- Conservation status: Least Concern (IUCN 3.1)

Scientific classification
- Kingdom: Animalia
- Phylum: Chordata
- Class: Actinopterygii
- Division: Teleostei
- Order: Tetraodontiformes
- Family: Tetraodontidae
- Genus: Canthigaster
- Species: C. figueiredoi
- Binomial name: Canthigaster figueiredoi R. L. Moura & R. M. C. Castro, 2002

= Canthigaster figueiredoi =

- Genus: Canthigaster
- Species: figueiredoi
- Authority: R. L. Moura & R. M. C. Castro, 2002
- Conservation status: LC

Species of fish

Canthigaster figueiredoi, known as the Southern Atlantic sharpnose-puffer, is a species of marine fish in the family Tetraodontidae. It was first isolated from the east coast of South America, in the Atlantic Ocean.

==Etymology==
It is named in honor of Jose Lima de Figueiredo (b. 1943), a Brazilian fish taxonomist, of the Museu de Zoologia da Universidade de São Paulo, for his contributions to the advancement of the taxonomy of Brazilian marine fishes.

==Description==
Canthigaster figueiredoi can measure up to 12 cm, counting with 9 or 10 dorsal soft rays and 9 anal soft rays.
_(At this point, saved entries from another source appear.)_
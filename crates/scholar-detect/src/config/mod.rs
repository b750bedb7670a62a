use std::env;
use std::fmt;
use std::net::{IpAddr, SocketAddr};
use std::str::FromStr;
use std::time::Duration;

pub const DEFAULT_CLASSIFIER_ENDPOINT: &str =
    "https://api-inference.huggingface.co/models/facebook/bart-large-mnli";
pub const DEFAULT_HYPOTHESIS_TEMPLATE: &str = "This example is {}.";

/// Distinguishes runtime behavior for different stages of the service.
#[derive(Debug, Clone, Copy, PartialEq, Eq)]
pub enum AppEnvironment {
    Development,
    Test,
    Production,
}

impl AppEnvironment {
    fn from_str(value: &str) -> Self {
        match value.trim().to_ascii_lowercase().as_str() {
            "prod" | "production" => Self::Production,
            "test" | "ci" => Self::Test,
            _ => Self::Development,
        }
    }
}

/// Top-level configuration for the application.
#[derive(Debug, Clone)]
pub struct AppConfig {
    pub environment: AppEnvironment,
    pub server: ServerConfig,
    pub telemetry: TelemetryConfig,
    pub classifier: ClassifierConfig,
    pub documents: DocumentConfig,
}

impl AppConfig {
    pub fn load() -> Result<Self, ConfigError> {
        dotenvy::dotenv().ok();

        let environment = AppEnvironment::from_str(
            &env::var("APP_ENV").unwrap_or_else(|_| "development".to_string()),
        );

        let host = env::var("APP_HOST").unwrap_or_else(|_| "127.0.0.1".to_string());
        let port = env::var("APP_PORT")
            .unwrap_or_else(|_| "3000".to_string())
            .parse::<u16>()
            .map_err(|_| ConfigError::InvalidPort)?;

        let log_level = env::var("APP_LOG_LEVEL").unwrap_or_else(|_| "info".to_string());

        let endpoint = env::var("CLASSIFIER_ENDPOINT")
            .unwrap_or_else(|_| DEFAULT_CLASSIFIER_ENDPOINT.to_string());
        let api_token = env::var("HF_API_TOKEN")
            .ok()
            .map(|token| token.trim().to_string())
            .filter(|token| !token.is_empty());
        let timeout_secs = parse_var("CLASSIFIER_TIMEOUT_SECS", 60u64)?;
        let hypothesis_template = env::var("CLASSIFIER_HYPOTHESIS_TEMPLATE")
            .unwrap_or_else(|_| DEFAULT_HYPOTHESIS_TEMPLATE.to_string());

        let classifier = ClassifierConfig {
            endpoint,
            api_token,
            timeout: Duration::from_secs(timeout_secs),
            hypothesis_template,
        };
        classifier.validate()?;

        let documents = DocumentConfig {
            max_extract_chars: parse_var("EXTRACT_MAX_CHARS", 4000usize)?,
            preview_chars: parse_var("PREVIEW_MAX_CHARS", 2000usize)?,
            max_upload_bytes: parse_var("MAX_UPLOAD_BYTES", 20 * 1024 * 1024usize)?,
        };

        Ok(Self {
            environment,
            server: ServerConfig { host, port },
            telemetry: TelemetryConfig {
                log_level,
                ansi: environment == AppEnvironment::Development,
            },
            classifier,
            documents,
        })
    }
}

fn parse_var<T: FromStr>(variable: &'static str, default: T) -> Result<T, ConfigError> {
    match env::var(variable) {
        Ok(raw) => raw
            .trim()
            .parse::<T>()
            .map_err(|_| ConfigError::InvalidNumber { variable, value: raw }),
        Err(_) => Ok(default),
    }
}

/// Settings controlling the HTTP server binding.
#[derive(Debug, Clone)]
pub struct ServerConfig {
    pub host: String,
    pub port: u16,
}

impl ServerConfig {
    pub fn socket_addr(&self) -> Result<SocketAddr, ConfigError> {
        if self.host.eq_ignore_ascii_case("localhost") {
            return Ok(SocketAddr::new(IpAddr::from([127, 0, 0, 1]), self.port));
        }

        let ip: IpAddr = self
            .host
            .parse()
            .map_err(|source| ConfigError::InvalidHost { source })?;

        Ok(SocketAddr::new(ip, self.port))
    }
}

/// Log filter and formatting controls.
#[derive(Debug, Clone)]
pub struct TelemetryConfig {
    pub log_level: String,
    pub ansi: bool,
}

/// Where and how to reach the zero-shot inference endpoint.
#[derive(Debug, Clone)]
pub struct ClassifierConfig {
    pub endpoint: String,
    pub api_token: Option<String>,
    pub timeout: Duration,
    pub hypothesis_template: String,
}

impl ClassifierConfig {
    pub fn validate(&self) -> Result<(), ConfigError> {
        let endpoint = self.endpoint.trim();
        if !(endpoint.starts_with("http://") || endpoint.starts_with("https://")) {
            return Err(ConfigError::InvalidEndpoint {
                value: self.endpoint.clone(),
            });
        }
        if !self.hypothesis_template.contains("{}") {
            return Err(ConfigError::InvalidHypothesisTemplate);
        }
        Ok(())
    }
}

/// Limits applied to uploaded documents and their extracted text.
#[derive(Debug, Clone)]
pub struct DocumentConfig {
    pub max_extract_chars: usize,
    pub preview_chars: usize,
    pub max_upload_bytes: usize,
}

#[derive(Debug)]
pub enum ConfigError {
    InvalidPort,
    InvalidHost { source: std::net::AddrParseError },
    InvalidNumber { variable: &'static str, value: String },
    InvalidEndpoint { value: String },
    InvalidHypothesisTemplate,
}

impl fmt::Display for ConfigError {
    fn fmt(&self, f: &mut fmt::Formatter<'_>) -> fmt::Result {
        match self {
            ConfigError::InvalidPort => write!(f, "APP_PORT must be a valid u16"),
            ConfigError::InvalidHost { .. } => {
                write!(f, "APP_HOST must parse to an IPv4 or IPv6 address")
            }
            ConfigError::InvalidNumber { variable, value } => {
                write!(f, "{variable} must be a non-negative integer, got '{value}'")
            }
            ConfigError::InvalidEndpoint { value } => {
                write!(f, "classifier endpoint '{value}' must be an http(s) URL")
            }
            ConfigError::InvalidHypothesisTemplate => write!(
                f,
                "CLASSIFIER_HYPOTHESIS_TEMPLATE must contain a '{{}}' placeholder"
            ),
        }
    }
}

impl std::error::Error for ConfigError {
    fn source(&self) -> Option<&(dyn std::error::Error + 'static)> {
        match self {
            ConfigError::InvalidHost { source } => Some(source),
            _ => None,
        }
    }
}

#[cfg(test)]
mod tests {
    use super::*;
    use std::env;
    use std::sync::{Mutex, OnceLock};

    fn env_guard() -> &'static Mutex<()> {
        static GUARD: OnceLock<Mutex<()>> = OnceLock::new();
        GUARD.get_or_init(|| Mutex::new(()))
    }

    fn reset_env() {
        for variable in [
            "APP_ENV",
            "APP_HOST",
            "APP_PORT",
            "APP_LOG_LEVEL",
            "CLASSIFIER_ENDPOINT",
            "HF_API_TOKEN",
            "CLASSIFIER_TIMEOUT_SECS",
            "CLASSIFIER_HYPOTHESIS_TEMPLATE",
            "EXTRACT_MAX_CHARS",
            "PREVIEW_MAX_CHARS",
            "MAX_UPLOAD_BYTES",
        ] {
            env::remove_var(variable);
        }
    }

    #[test]
    fn load_uses_defaults_when_env_missing() {
        let _lock = env_guard().lock().expect("env mutex poisoned");
        reset_env();
        let config = AppConfig::load().expect("config loads with defaults");
        assert_eq!(config.environment, AppEnvironment::Development);
        assert_eq!(config.server.host, "127.0.0.1");
        assert_eq!(config.server.port, 3000);
        assert_eq!(config.telemetry.log_level, "info");
        assert!(config.telemetry.ansi);
        assert_eq!(config.classifier.endpoint, DEFAULT_CLASSIFIER_ENDPOINT);
        assert!(config.classifier.api_token.is_none());
        assert_eq!(config.classifier.timeout, Duration::from_secs(60));
        assert_eq!(config.documents.max_extract_chars, 4000);
        assert_eq!(config.documents.preview_chars, 2000);
        assert_eq!(config.documents.max_upload_bytes, 20 * 1024 * 1024);
    }

    #[test]
    fn accepts_localhost_host() {
        let _lock = env_guard().lock().expect("env mutex poisoned");
        reset_env();
        env::set_var("APP_HOST", "localhost");
        let config = AppConfig::load().expect("config loads");
        let addr = config.server.socket_addr().expect("localhost resolves");
        assert_eq!(addr, SocketAddr::new(IpAddr::from([127, 0, 0, 1]), 3000));
    }

    #[test]
    fn blank_token_is_treated_as_missing() {
        let _lock = env_guard().lock().expect("env mutex poisoned");
        reset_env();
        env::set_var("HF_API_TOKEN", "   ");
        let config = AppConfig::load().expect("config loads");
        assert!(config.classifier.api_token.is_none());
    }

    #[test]
    fn rejects_malformed_limits() {
        let _lock = env_guard().lock().expect("env mutex poisoned");
        reset_env();
        env::set_var("EXTRACT_MAX_CHARS", "lots");
        let err = AppConfig::load().expect_err("non-numeric limit rejected");
        assert!(matches!(
            err,
            ConfigError::InvalidNumber {
                variable: "EXTRACT_MAX_CHARS",
                ..
            }
        ));
        reset_env();
    }

    #[test]
    fn rejects_non_http_endpoint() {
        let _lock = env_guard().lock().expect("env mutex poisoned");
        reset_env();
        env::set_var("CLASSIFIER_ENDPOINT", "ftp://models.example/bart");
        let err = AppConfig::load().expect_err("ftp endpoint rejected");
        assert!(matches!(err, ConfigError::InvalidEndpoint { .. }));
        reset_env();
    }

    #[test]
    fn production_disables_ansi_logs() {
        let _lock = env_guard().lock().expect("env mutex poisoned");
        reset_env();
        env::set_var("APP_ENV", "prod");
        let config = AppConfig::load().expect("config loads");
        assert_eq!(config.environment, AppEnvironment::Production);
        assert!(!config.telemetry.ansi);
        reset_env();
    }
}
This particular species differs from other Atlantic Canthigaster species by the long extension of the horizontal dark stripe on its flank (originating on the ventral caudal fin's margin). The latter reaches the pectoral fin. Compared to C. jamestyleri by the presence of a dark caudal-fin margin; the absence of bars on the caudal fin; its possession of less stripes and spots on its dorsum; and by the absence of a small black spot on its anal fin. It is often found in pairs, and feeds on vegetation, sponges, crustaceans, and mollusks.

==Distribution==
The species is reef-associated, with a depth range between 1 and 35 m. Its geographical range is estimated between latitudes 9°N and 33°S, which includes southern Caribbean to Santa Catarina, Brazil, including islands of the Atol das Rocas and Fernando de Noronha.